### TASK ITEM
Go through the entries and copy every line that has the string "false" in it.

### MATERIAL PROVIDED
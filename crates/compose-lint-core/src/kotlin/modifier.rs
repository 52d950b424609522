//! `Modifier` chains and aliases.

use std::collections::HashSet;

use super::{Call, Function, Parameter, Property};
use crate::resolver::ConfigResolver;
use crate::syntax::{kinds, Node};

/// Parameter types treated as modifiers: the built-in ones plus the
/// `customModifiers` option.
#[derive(Debug, Clone, Default)]
pub struct ModifierTypes {
    custom: HashSet<String>,
}

impl ModifierTypes {
    /// Reads `customModifiers` from the config.
    #[must_use]
    pub fn from_config(config: &ConfigResolver<'_>) -> Self {
        Self {
            custom: config.get_set("customModifiers", &[]),
        }
    }

    /// Whether `parameter` is typed as one of the modifier types.
    #[must_use]
    pub fn is_modifier(&self, parameter: &Parameter<'_>) -> bool {
        parameter.is_modifier()
            || parameter
                .simple_type_name()
                .is_some_and(|name| self.custom.contains(&name))
    }

    /// The first modifier parameter of `function`.
    #[must_use]
    pub fn modifier_parameter<'t>(&self, function: &Function<'t>) -> Option<Parameter<'t>> {
        function.parameters().into_iter().find(|p| self.is_modifier(p))
    }

    /// The expression a missing default should be filled with.
    #[must_use]
    pub fn default_for(parameter: &Parameter<'_>) -> &'static str {
        match parameter.simple_type_name().as_deref() {
            Some("GlanceModifier") => "GlanceModifier",
            _ => "Modifier",
        }
    }
}

/// The expression a call chain starts from (`Modifier.a().b()` -> `Modifier`).
#[must_use]
pub fn chain_root(expression: Node<'_>) -> Node<'_> {
    let mut node = expression;
    while matches!(
        node.kind(),
        kinds::CALL_EXPRESSION | kinds::NAVIGATION_EXPRESSION | kinds::PARENTHESIZED_EXPRESSION
    ) {
        match node.first_named_child() {
            Some(inner) => node = inner,
            None => break,
        }
    }
    node
}

/// Calls making up a chain, in source order (`Modifier.a().b()` -> `[a, b]`).
#[must_use]
pub fn chain_calls(expression: Node<'_>) -> Vec<Call<'_>> {
    let mut calls = Vec::new();
    let mut node = expression;
    loop {
        if let Some(call) = Call::from_node(node) {
            calls.push(call);
        }
        match node.kind() {
            kinds::CALL_EXPRESSION | kinds::NAVIGATION_EXPRESSION | kinds::PARENTHESIZED_EXPRESSION => {
                match node.first_named_child() {
                    Some(inner) => node = inner,
                    None => break,
                }
            }
            _ => break,
        }
    }
    calls.reverse();
    calls
}

/// Whether the chain in `expression` starts at one of `names`.
#[must_use]
pub fn refers_to_any(expression: Node<'_>, names: &HashSet<String>) -> bool {
    let root = chain_root(expression);
    root.kind() == kinds::IDENTIFIER && names.contains(root.original_text())
}

/// The modifier parameter's name plus every local derived from it.
///
/// `val m2 = modifier.padding(4)` makes `m2` an alias, and so does any
/// later `val m3 = m2.fillMaxSize()`. Expands until no new alias appears.
#[must_use]
pub fn obtain_all_modifier_names(scope: Node<'_>, initial: &str) -> HashSet<String> {
    let mut names = HashSet::from([initial.to_owned()]);
    let properties: Vec<Property<'_>> = scope
        .find_descendants(kinds::PROPERTY_DECLARATION)
        .filter_map(Property::from_node)
        .collect();

    loop {
        let mut changed = false;
        for property in &properties {
            let (Some(name), Some(value)) = (property.name(), property.initializer()) else {
                continue;
            };
            if !names.contains(name) && refers_to_any(value, &names) {
                names.insert(name.to_owned());
                changed = true;
            }
        }
        if !changed {
            return names;
        }
    }
}

#[cfg(test)]
mod tests {
    use super::*;
    use crate::syntax::SyntaxTree;

    #[test]
    fn chain_root_and_calls() {
        let tree = SyntaxTree::parse("val m = Modifier.padding(2).clickable { }.then(other)\n")
            .expect("parse");
        let property = tree
            .root()
            .find_descendant(kinds::PROPERTY_DECLARATION)
            .and_then(Property::from_node)
            .expect("property");
        let value = property.initializer().expect("initializer");

        assert_eq!(chain_root(value).original_text(), "Modifier");
        let names: Vec<_> = chain_calls(value).iter().filter_map(Call::name).collect();
        assert_eq!(names, vec!["padding", "clickable", "then"]);
    }

    #[test]
    fn custom_modifier_types_come_from_config() {
        let tree = SyntaxTree::parse("fun f(a: Modifier, b: GlanceModifier, c: StyleModifier, d: Int) {}\n")
            .expect("parse");
        let function = tree
            .root()
            .find_descendant(kinds::FUNCTION_DECLARATION)
            .and_then(Function::from_node)
            .expect("function");
        let params = function.parameters();

        let builtin = ModifierTypes::default();
        let flags: Vec<bool> = params.iter().map(|p| builtin.is_modifier(p)).collect();
        assert_eq!(flags, vec![true, true, false, false]);
        assert_eq!(ModifierTypes::default_for(&params[1]), "GlanceModifier");

        let mut source = crate::resolver::MapSource::new();
        source.insert("customModifiers", "StyleModifier");
        let config = ConfigResolver::new(&source);
        let custom = ModifierTypes::from_config(&config);
        let flags: Vec<bool> = params.iter().map(|p| custom.is_modifier(p)).collect();
        assert_eq!(flags, vec![true, true, true, false]);
        assert_eq!(custom.modifier_parameter(&function).and_then(|p| p.name()), Some("a"));
    }

    #[test]
    fn aliases_are_expanded_transitively() {
        let tree = SyntaxTree::parse(
            r"
fun A(modifier: Modifier) {
    val m3 = m2.fillMaxSize()
    val m2 = modifier.padding(4)
    val unrelated = Modifier.size(2)
}
",
        )
        .expect("parse");
        let function = tree
            .root()
            .find_descendant(kinds::FUNCTION_DECLARATION)
            .expect("function");
        let names = obtain_all_modifier_names(function, "modifier");
        let mut sorted: Vec<_> = names.into_iter().collect();
        sorted.sort();
        assert_eq!(sorted, vec!["m2", "m3", "modifier"]);
    }
}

### EXERCISE RESULT
        let mut changed = false;
        assert_eq!(flags, vec![true, true, false, false]);
        assert_eq!(flags, vec![true, true, true, false]);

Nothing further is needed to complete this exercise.